Quick Take
Lowrider cruising is now legal in California after a new law took effect in January, and the timing couldn't be better for this year's Watsonville Film Festival, which kicks off March 7 and includes an exhibition with Pajaro Valley Arts focusing on lowrider culture.
On New Year’s Day 2024 — just two months ago — a new state law went into effect lifting decades-old restrictions on lowrider cruising in California. You read that right: As recently as maybe the last time you bought shampoo, driving a lowrider was technically illegal, while cruising in, say, a woodie wagon — which happens every summer at the Woodies on the Wharf event in Santa Cruz — was not only tolerated but applauded.
Lowriders and the way of life that have sprung up around them are, of course, a rich and deeply ingrained part of Mexican American culture. And the shamefully late turnaround on the legality of cruising is the latest and most dramatic blow to the baldly racist association of lowriders with gang activity and street violence that goes back at least to the 1980s.
In this realm, the Watsonville Film Festival has a particularly good sense of timing. This year’s WFF, which begins next Thursday, March 7, is celebrating lowrider culture, and in a big way.
On Saturday, March 9, the festival — operating at the CineLux Green Valley Cinema for the first time — is highlighting the 2009 drama “La Mission,” set amid the lowrider culture of San Francisco’s Mission District. The next day, March 10, the WFF and Pajaro Valley Arts will unveil an art exhibition called “More Than Cars: Celebrating Lowrider Culture,” with an opening reception at the Porter Building on Main Street in Watsonville.
And then? The cruise. On Sunday, March 10, at 4 p.m., many of the lowrider clubs and groups based in Watsonville and the surrounding area will converge in downtown to do what is now fully legal throughout California: drive their cars.
WFF executive director Consuelo Alba said that when she and her team began planning and writing the grant requests for this year’s festival last summer, they had no way of knowing that the cruising ban would be overturned right before the festival. Neither did she quite realize how deeply lowrider culture was embedded in Watsonville until she started making connections with various local car clubs.
“We tapped into something that we didn’t even know,” she said at a pre-festival meeting with some of the Watsonville car clubs that are participating in the cruise. “It’s so deeply rooted in this community.”

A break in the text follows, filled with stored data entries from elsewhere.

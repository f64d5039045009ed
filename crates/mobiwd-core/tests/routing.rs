//! Routing tests: which backend sees which command, and the context state
//! machine as observed through the session.

mod common;

use serde_json::json;

use common::{Harness, BUNDLE_ID};
use mobiwd_core::alert::AlertPolicy;
use mobiwd_core::context::Context;
use mobiwd_core::error::ErrorKind;
use mobiwd_core::native::{AgentReply, Method};
use mobiwd_core::session::Reply;

// ---------------------------------------------------------------------------
// Native proxy
// ---------------------------------------------------------------------------

#[tokio::test]
async fn native_commands_are_forwarded_verbatim() {
    let mut h = Harness::new(&[]);
    h.start_app().await;
    h.native.queue_reply(AgentReply::from_body(json!({
        "sessionId": "agent-1", "status": 0, "value": {"ELEMENT": "native-3"}
    })));

    let body = json!({"using": "name", "value": "Login"});
    let reply = h.send(Method::Post, "element", body.clone()).await.unwrap();

    assert_eq!(
        reply,
        Reply::Native(json!({"sessionId": "agent-1", "status": 0, "value": {"ELEMENT": "native-3"}}))
    );
    let calls = h.native.calls();
    assert_eq!(calls.len(), 1);
    assert_eq!(calls[0].path, h.path("element"));
    assert_eq!(calls[0].method, Method::Post);
    assert_eq!(calls[0].body, Some(body));
    assert!(h.content.calls().is_empty());
    assert!(h.session.registry().is_empty());
}

#[tokio::test]
async fn get_requests_are_forwarded_without_body() {
    let mut h = Harness::new(&[]);
    h.start_app().await;

    h.send(Method::Get, "source", serde_json::Value::Null).await.unwrap();

    let calls = h.native.calls();
    assert_eq!(calls.len(), 1);
    assert_eq!(calls[0].method, Method::Get);
    assert_eq!(calls[0].body, None);
}

#[tokio::test]
async fn alert_hook_runs_before_every_proxied_command() {
    let mut h = Harness::new(&[]);
    h.start(json!({"udid": common::UDID, "bundleId": BUNDLE_ID, "autoAcceptAlerts": true}))
        .await
        .unwrap();
    h.native.clear();
    assert_eq!(h.session.alert_policy(), AlertPolicy::Accept);

    h.send(Method::Get, "source", serde_json::Value::Null).await.unwrap();
    h.send(Method::Post, "element/5/click", json!({})).await.unwrap();

    assert_eq!(
        h.native.paths(),
        vec![
            "/wd/hub/session/:sessionId/accept_alert".to_string(),
            h.path("source"),
            "/wd/hub/session/:sessionId/accept_alert".to_string(),
            h.path("element/5/click"),
        ]
    );
}

#[tokio::test]
async fn dismiss_policy_uses_dismiss_endpoint() {
    let mut h = Harness::new(&[]);
    h.start(json!({"udid": common::UDID, "bundleId": BUNDLE_ID, "autoDismissAlerts": true}))
        .await
        .unwrap();
    h.native.clear();

    h.send(Method::Get, "source", serde_json::Value::Null).await.unwrap();
    assert_eq!(h.native.paths()[0], "/wd/hub/session/:sessionId/dismiss_alert");
}

#[tokio::test]
async fn without_alert_caps_nothing_extra_is_sent() {
    let mut h = Harness::new(&[]);
    h.start_app().await;
    assert_eq!(h.session.alert_policy(), AlertPolicy::NoOp);

    h.send(Method::Get, "source", serde_json::Value::Null).await.unwrap();
    assert_eq!(h.native.paths(), vec![h.path("source")]);
}

// ---------------------------------------------------------------------------
// Driver-local commands
// ---------------------------------------------------------------------------

#[tokio::test]
async fn contexts_list_native_first() {
    let mut h = Harness::new(&[3, 8]);
    h.start_app().await;

    let contexts = h.value(Method::Get, "contexts", serde_json::Value::Null).await.unwrap();
    assert_eq!(contexts, json!(["NATIVE_APP", "WEBVIEW_3", "WEBVIEW_8"]));
    assert!(h.native.calls().is_empty());
}

#[tokio::test]
async fn set_then_get_context_round_trips() {
    let mut h = Harness::new(&[3, 8]);
    h.start_app().await;

    let names = h.value(Method::Get, "contexts", serde_json::Value::Null).await.unwrap();
    for name in names.as_array().unwrap() {
        h.value(Method::Post, "context", json!({ "name": name })).await.unwrap();
        let current = h.value(Method::Get, "context", serde_json::Value::Null).await.unwrap();
        assert_eq!(&current, name);
    }
}

#[tokio::test]
async fn null_context_name_means_native() {
    let mut h = Harness::new(&[3]);
    h.start_in_webview(3).await;
    h.content.queue("frame_by_index", vec![mobiwd_core::remote::AtomResult::ok(json!({"WINDOW": "w1"}))]);
    h.value(Method::Post, "frame", json!({"id": 0})).await.unwrap();
    assert!(h.session.contexts().frame().is_some());

    h.value(Method::Post, "context", json!({"name": null})).await.unwrap();

    assert_eq!(h.session.contexts().active(), Context::Native);
    assert_eq!(h.session.contexts().frame(), None);
    assert!(h.session.contexts().is_proxying());
    assert_eq!(h.content.connected(), None);
}

#[tokio::test]
async fn unknown_context_keeps_the_active_one() {
    let mut h = Harness::new(&[3]);
    h.start_in_webview(3).await;

    let err = h
        .value(Method::Post, "context", json!({"name": "WEBVIEW_99"}))
        .await
        .unwrap_err();

    assert_eq!(err.kind(), ErrorKind::NoSuchWindow);
    assert_eq!(h.session.contexts().active(), Context::Content(3));
    assert!(!h.session.contexts().is_proxying());
    assert_eq!(h.content.connected(), Some(3));
}

#[tokio::test]
async fn switching_between_pages_moves_the_link() {
    let mut h = Harness::new(&[3, 8]);
    h.start_in_webview(3).await;

    h.value(Method::Post, "context", json!({"name": "WEBVIEW_8"})).await.unwrap();

    assert_eq!(h.session.contexts().active(), Context::Content(8));
    assert_eq!(h.content.connected(), Some(8));
}

#[tokio::test]
async fn implicit_wait_is_driver_local() {
    let mut h = Harness::new(&[]);
    h.start_app().await;

    h.value(Method::Post, "timeouts/implicit_wait", json!({"ms": 1500})).await.unwrap();
    assert_eq!(h.session.implicit_wait().as_millis(), 1500);

    h.value(Method::Post, "timeouts", json!({"implicit": 250})).await.unwrap();
    assert_eq!(h.session.implicit_wait().as_millis(), 250);
    assert!(h.native.calls().is_empty());
}

#[tokio::test]
async fn other_timeouts_succeed_without_changing_the_implicit_wait() {
    let mut h = Harness::new(&[]);
    h.start_app().await;
    h.value(Method::Post, "timeouts", json!({"implicit": 700})).await.unwrap();

    let value = h
        .value(Method::Post, "timeouts", json!({"type": "page load", "ms": 30000}))
        .await
        .unwrap();
    assert_eq!(value, serde_json::Value::Null);
    h.value(Method::Post, "timeouts", json!({"script": 30000})).await.unwrap();

    assert_eq!(h.session.implicit_wait().as_millis(), 700);
    assert!(h.native.calls().is_empty());
}

#[tokio::test]
async fn screenshot_returns_the_agent_value() {
    let mut h = Harness::new(&[]);
    h.start_app().await;
    h.native.queue_reply(AgentReply::ok(json!("iVBORw0KGgo=")));

    let shot = h.value(Method::Get, "screenshot", serde_json::Value::Null).await.unwrap();
    assert_eq!(shot, json!("iVBORw0KGgo="));
    assert_eq!(h.native.paths(), vec!["/wd/hub/session/:sessionId/screenshot".to_string()]);
}

#[tokio::test]
async fn get_in_native_mode_opens_url_on_device_and_attaches() {
    let mut h = Harness::new(&[4, 6]);
    h.start_app().await;

    h.value(Method::Post, "url", json!({"url": "https://example.com/"})).await.unwrap();

    assert!(h.device.log().contains(&"open_url https://example.com/".to_string()));
    assert_eq!(h.session.contexts().active(), Context::Content(6));
    assert_eq!(h.content.connected(), Some(6));
}

#[tokio::test]
async fn get_in_web_context_navigates_the_page() {
    let mut h = Harness::new(&[4]);
    h.start_in_webview(4).await;

    h.value(Method::Post, "url", json!({"url": "https://example.com/next"})).await.unwrap();

    assert_eq!(h.content.navigations(), vec!["https://example.com/next".to_string()]);
    assert!(!h.device.log().iter().any(|e| e.starts_with("open_url")));
}

#[tokio::test]
async fn window_handles_outside_safari() {
    let mut h = Harness::new(&[4]);
    h.start_app().await;

    // not whitelisted, so native mode hands it to the native agent
    let reply = h
        .send(Method::Get, "window_handles", serde_json::Value::Null)
        .await
        .unwrap();
    assert!(matches!(reply, Reply::Native(_)));
    assert_eq!(h.native.paths(), vec![h.path("window_handles")]);

    h.send(Method::Post, "context", json!({"name": "WEBVIEW_4"})).await.unwrap();
    let err = h
        .value(Method::Get, "window_handles", serde_json::Value::Null)
        .await
        .unwrap_err();
    assert_eq!(err.kind(), ErrorKind::NoSuchWindow);
}

#[tokio::test]
async fn unsupported_content_command_is_not_implemented() {
    let mut h = Harness::new(&[4]);
    h.start_in_webview(4).await;

    let err = h
        .value(Method::Get, "cookie", serde_json::Value::Null)
        .await
        .unwrap_err();
    assert_eq!(err.kind(), ErrorKind::NotImplementedError);
}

The Watsonville Film Festival is not focused solely on lowrider culture. The festival features a wide range of subjects all revealing some part of Latine culture. The festival presents feature-length and short films, documentaries and dramas on everything from gender identity to immigration, from the love of soccer to the Sandinista revolution in Nicaragua. Many of the films are from local filmmakers, such as “Watsonville Drag Story Time,” a short documenting local drag performers.
“La Mission,” starring Benjamin Bratt, is a father/son drama set against the backdrop of San Francisco’s lowrider culture. Film director Peter Bratt — known mostly for his documentary on the life of Latine icon Dolores Huerta — will be on hand before the March 9 screening for a red-carpet photo op, and after the movie, he’ll answer questions from the audience.
The festival will take place at the CineLux Green Valley Cinema on March 7-9. The rest of the festival will be online, through March 17.
At the center of this year’s WFF, however, is its collaboration with Watsonville’s most prominent visual arts organization, Pajaro Valley Arts, to co-present the art exhibition in PVA’s new space at the Porter Building. Five Watsonville-based car clubs each contributed to the exhibit of photos and artwork that also includes artifacts from the cars, as well as work of artists Juan Fuentes, Guillermo “Yermo” Aranda and Tyrone “Malow” Diaz.
“More Than Cars: Celebrating Lowrider Culture” will be on display March 10 at the PV Arts Porter Building, 280 Main St., Watsonville. The free exhibition runs through June 30.